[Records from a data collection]
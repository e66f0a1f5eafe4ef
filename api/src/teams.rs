//! Static NBA reference table: full name <-> upstream code <-> logo asset.
//!
//! Built once per process. Lookups never fail: unknown codes resolve to
//! themselves and unknown names resolve to [`DEFAULT_LOGO_ID`], so a team the
//! table doesn't know about can still be displayed.
use std::collections::HashMap;
use std::sync::LazyLock;

/// Logo asset used for any name missing from the table.
pub const DEFAULT_LOGO_ID: &str = "default-logo";

#[derive(Debug, Clone, Copy, PartialEq, Eq, Hash)]
pub struct TeamIdentity {
    pub full_name: &'static str, // "Los Angeles Lakers"
    pub code: &'static str,      // "LAL"
    pub logo_id: &'static str,   // "lakers"
}

const fn team(full_name: &'static str, code: &'static str, logo_id: &'static str) -> TeamIdentity {
    TeamIdentity { full_name, code, logo_id }
}

/// All 30 franchises, alphabetical by full name (the picker order).
static TEAMS: [TeamIdentity; 30] = [
    team("Atlanta Hawks", "ATL", "hawks"),
    team("Boston Celtics", "BOS", "celtics"),
    team("Brooklyn Nets", "BKN", "nets"),
    team("Charlotte Hornets", "CHA", "hornets"),
    team("Chicago Bulls", "CHI", "bulls"),
    team("Cleveland Cavaliers", "CLE", "cavs"),
    team("Dallas Mavericks", "DAL", "mavs"),
    team("Denver Nuggets", "DEN", "nuggets"),
    team("Detroit Pistons", "DET", "pistons"),
    team("Golden State Warriors", "GSW", "warriors"),
    team("Houston Rockets", "HOU", "rockets"),
    team("Indiana Pacers", "IND", "pacers"),
    team("LA Clippers", "LAC", "clippers"),
    team("Los Angeles Lakers", "LAL", "lakers"),
    team("Memphis Grizzlies", "MEM", "grizzlies"),
    team("Miami Heat", "MIA", "heat"),
    team("Milwaukee Bucks", "MIL", "bucks"),
    team("Minnesota Timberwolves", "MIN", "wolves"),
    team("New Orleans Pelicans", "NOP", "pelicans"),
    team("New York Knicks", "NYK", "knicks"),
    team("Oklahoma City Thunder", "OKC", "thunder"),
    team("Orlando Magic", "ORL", "magic"),
    team("Philadelphia 76ers", "PHI", "sixers"),
    team("Phoenix Suns", "PHX", "suns"),
    team("Portland Trail Blazers", "POR", "blazers"),
    team("Sacramento Kings", "SAC", "kings"),
    team("San Antonio Spurs", "SAS", "spurs"),
    team("Toronto Raptors", "TOR", "raptors"),
    team("Utah Jazz", "UTA", "jazz"),
    team("Washington Wizards", "WAS", "wizards"),
];

static BY_NAME: LazyLock<HashMap<&'static str, &'static TeamIdentity>> =
    LazyLock::new(|| TEAMS.iter().map(|t| (t.full_name, t)).collect());

static BY_CODE: LazyLock<HashMap<&'static str, &'static TeamIdentity>> =
    LazyLock::new(|| TEAMS.iter().map(|t| (t.code, t)).collect());

pub fn all_teams() -> &'static [TeamIdentity] {
    &TEAMS
}

/// Exact match on the canonical full name.
pub fn find_by_name(full_name: &str) -> Option<&'static TeamIdentity> {
    BY_NAME.get(full_name).copied()
}

/// Case-insensitive match on the upstream code.
pub fn find_by_code(code: &str) -> Option<&'static TeamIdentity> {
    if let Some(&team) = BY_CODE.get(code) {
        return Some(team);
    }
    BY_CODE.get(code.to_ascii_uppercase().as_str()).copied()
}

pub fn name_to_code(full_name: &str) -> Option<&'static str> {
    find_by_name(full_name).map(|t| t.code)
}

/// Full name for `code`, or `code` itself when the table has no entry.
pub fn code_to_name(code: &str) -> &str {
    find_by_code(code).map(|t| t.full_name).unwrap_or(code)
}

pub fn name_to_logo_id(full_name: &str) -> &'static str {
    find_by_name(full_name)
        .map(|t| t.logo_id)
        .unwrap_or(DEFAULT_LOGO_ID)
}

/// Resolve free-form user input (full name or code) to a table entry.
pub fn lookup(input: &str) -> Option<&'static TeamIdentity> {
    let input = input.trim();
    find_by_name(input).or_else(|| find_by_code(input)).or_else(|| {
        TEAMS
            .iter()
            .find(|t| t.full_name.eq_ignore_ascii_case(input))
    })
}

#[cfg(test)]
mod tests {
    use super::*;
    use std::collections::HashSet;

    #[test]
    fn table_has_thirty_unique_teams() {
        let names: HashSet<_> = all_teams().iter().map(|t| t.full_name).collect();
        let codes: HashSet<_> = all_teams().iter().map(|t| t.code).collect();
        let logos: HashSet<_> = all_teams().iter().map(|t| t.logo_id).collect();
        assert_eq!(all_teams().len(), 30);
        assert_eq!(names.len(), 30);
        assert_eq!(codes.len(), 30);
        assert_eq!(logos.len(), 30);
    }

    #[test]
    fn table_is_sorted_for_the_picker() {
        let names: Vec<_> = all_teams().iter().map(|t| t.full_name).collect();
        let mut sorted = names.clone();
        sorted.sort_unstable();
        assert_eq!(names, sorted);
    }

    #[test]
    fn name_and_code_are_mutual_inverses() {
        for t in all_teams() {
            let code = name_to_code(t.full_name).expect("every name has a code");
            assert_eq!(code_to_name(code), t.full_name);
            assert_eq!(name_to_code(code_to_name(t.code)), Some(t.code));
        }
    }

    #[test]
    fn logo_lookup_is_total() {
        for t in all_teams() {
            assert_ne!(name_to_logo_id(t.full_name), DEFAULT_LOGO_ID);
        }
        assert_eq!(name_to_logo_id("Seattle SuperSonics"), DEFAULT_LOGO_ID);
        assert_eq!(name_to_logo_id(""), DEFAULT_LOGO_ID);
    }

    #[test]
    fn unknown_code_falls_back_to_itself() {
        assert_eq!(code_to_name("SEA"), "SEA");
        assert_eq!(code_to_name(""), "");
        assert_eq!(name_to_code("Seattle SuperSonics"), None);
    }

    #[test]
    fn code_lookup_ignores_case() {
        assert_eq!(code_to_name("lal"), "Los Angeles Lakers");
        assert_eq!(find_by_code("gsw").map(|t| t.logo_id), Some("warriors"));
    }

    #[test]
    fn name_lookup_is_exact() {
        assert_eq!(name_to_code("miami heat"), None);
        assert_eq!(name_to_code("Miami Heat"), Some("MIA"));
    }

    #[test]
    fn lookup_accepts_names_codes_and_loose_case() {
        assert_eq!(lookup("Boston Celtics").map(|t| t.code), Some("BOS"));
        assert_eq!(lookup(" bos ").map(|t| t.code), Some("BOS"));
        assert_eq!(lookup("boston celtics").map(|t| t.code), Some("BOS"));
        assert!(lookup("Seattle SuperSonics").is_none());
    }
}
use crate::teams;
use crate::wire::{InjuredPlayer, RawGame, ScheduleRequest, ScheduleResponse};
use crate::{DisplayGame, TeamSide};
use reqwest::{Client, StatusCode};
use std::fmt;
use std::time::Duration;

pub type ApiResult<T> = Result<T, ApiError>;

pub const DEFAULT_ENDPOINT: &str = "http://localhost:8080/get";
pub const DEFAULT_TIMEOUT: Duration = Duration::from_secs(10);

/// Client for the homecourt schedule service.
#[derive(Debug, Clone)]
pub struct HomecourtApi {
    client: Client,
    endpoint: String,
    timeout: Duration,
}

impl Default for HomecourtApi {
    fn default() -> Self {
        Self {
            client: Client::builder()
                .user_agent("homecourt/0.1 (terminal schedule viewer)")
                .build()
                .unwrap_or_default(),
            endpoint: DEFAULT_ENDPOINT.to_owned(),
            timeout: DEFAULT_TIMEOUT,
        }
    }
}

#[derive(Debug)]
pub enum ApiError {
    Network(reqwest::Error, String),
    Status(StatusCode, String),
    Parsing(reqwest::Error, String),
}

impl fmt::Display for ApiError {
    fn fmt(&self, f: &mut fmt::Formatter<'_>) -> fmt::Result {
        match self {
            ApiError::Network(e, url) => write!(f, "Network error for {url}: {e}"),
            ApiError::Status(status, url) => write!(f, "API error for {url}: {status}"),
            ApiError::Parsing(e, url) => write!(f, "Parse error for {url}: {e}"),
        }
    }
}

impl std::error::Error for ApiError {
    fn source(&self) -> Option<&(dyn std::error::Error + 'static)> {
        match self {
            ApiError::Network(e, _) | ApiError::Parsing(e, _) => Some(e),
            ApiError::Status(..) => None,
        }
    }
}

impl HomecourtApi {
    pub fn with_endpoint(endpoint: impl Into<String>) -> Self {
        Self {
            endpoint: endpoint.into(),
            ..Self::default()
        }
    }

    pub fn timeout(mut self, timeout: Duration) -> Self {
        self.timeout = timeout;
        self
    }

    pub fn endpoint(&self) -> &str {
        &self.endpoint
    }

    /// Fetch the upcoming games for `team_key`, in upstream order.
    ///
    /// `team_key` is normally a three-letter code; it is sent verbatim so
    /// selections the reference table doesn't know still reach the server.
    pub async fn fetch_schedule(&self, team_key: &str) -> ApiResult<Vec<RawGame>> {
        let raw: ScheduleResponse = self.post(&ScheduleRequest { team: team_key }).await?;
        Ok(raw.games)
    }

    async fn post<B, T>(&self, body: &B) -> ApiResult<T>
    where
        B: serde::Serialize + ?Sized,
        T: serde::de::DeserializeOwned,
    {
        let url = self.endpoint.as_str();
        let response = self
            .client
            .post(url)
            .timeout(self.timeout)
            .json(body)
            .send()
            .await
            .map_err(|e| ApiError::Network(e, url.to_owned()))?;

        let status = response.status();
        if !status.is_success() {
            return Err(ApiError::Status(status, url.to_owned()));
        }

        response
            .json::<T>()
            .await
            .map_err(|e| ApiError::Parsing(e, url.to_owned()))
    }
}

// ---------------------------------------------------------------------------
// Mapping: wire games → display games
// ---------------------------------------------------------------------------

/// Resolve one upstream game relative to the followed team.
///
/// `selected_key` is the key that was sent upstream. When it matches neither
/// side the away team is reported as the opponent.
pub fn normalize_game(selected_key: &str, raw: &RawGame) -> DisplayGame {
    let home_team_name = teams::code_to_name(&raw.home_team).to_owned();
    let away_team_name = teams::code_to_name(&raw.away_team).to_owned();

    let side = if raw.home_team.eq_ignore_ascii_case(selected_key) {
        TeamSide::Home
    } else if raw.away_team.eq_ignore_ascii_case(selected_key) {
        TeamSide::Away
    } else {
        TeamSide::Neither
    };

    let opponent_name = match side {
        TeamSide::Home => away_team_name.clone(),
        TeamSide::Away => home_team_name.clone(),
        TeamSide::Neither => away_team_name.clone(),
    };

    DisplayGame {
        opponent_name,
        home_team_name,
        away_team_name,
        home_team_code: raw.home_team.clone(),
        away_team_code: raw.away_team.clone(),
        side,
        start_time: raw.start_time,
        venue_name: raw.venue_name.clone(),
        lowest_ticket_price: raw.lowest_ticket_price.clone(),
        win_odds: raw.win_odds,
        home_moneyline: raw
            .home_team_odds
            .as_deref()
            .map(str::trim)
            .filter(|line| !line.is_empty())
            .map(str::to_owned),
        injured_players: raw
            .injured_players
            .as_ref()
            .map(|players| players.iter().map(InjuredPlayer::label).collect()),
    }
}

/// Normalize a whole schedule, preserving upstream order.
pub fn normalize_schedule(selected_key: &str, raw: &[RawGame]) -> Vec<DisplayGame> {
    raw.iter().map(|game| normalize_game(selected_key, game)).collect()
}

# WHAT TO PRODUCE:
Find the word "sent" in the data and copy out each line where it turns up.

# SOLUTION FOR THIS TASK:
    /// `team_key` is normally a three-letter code; it is sent verbatim so
/// `selected_key` is the key that was sent upstream. When it matches neither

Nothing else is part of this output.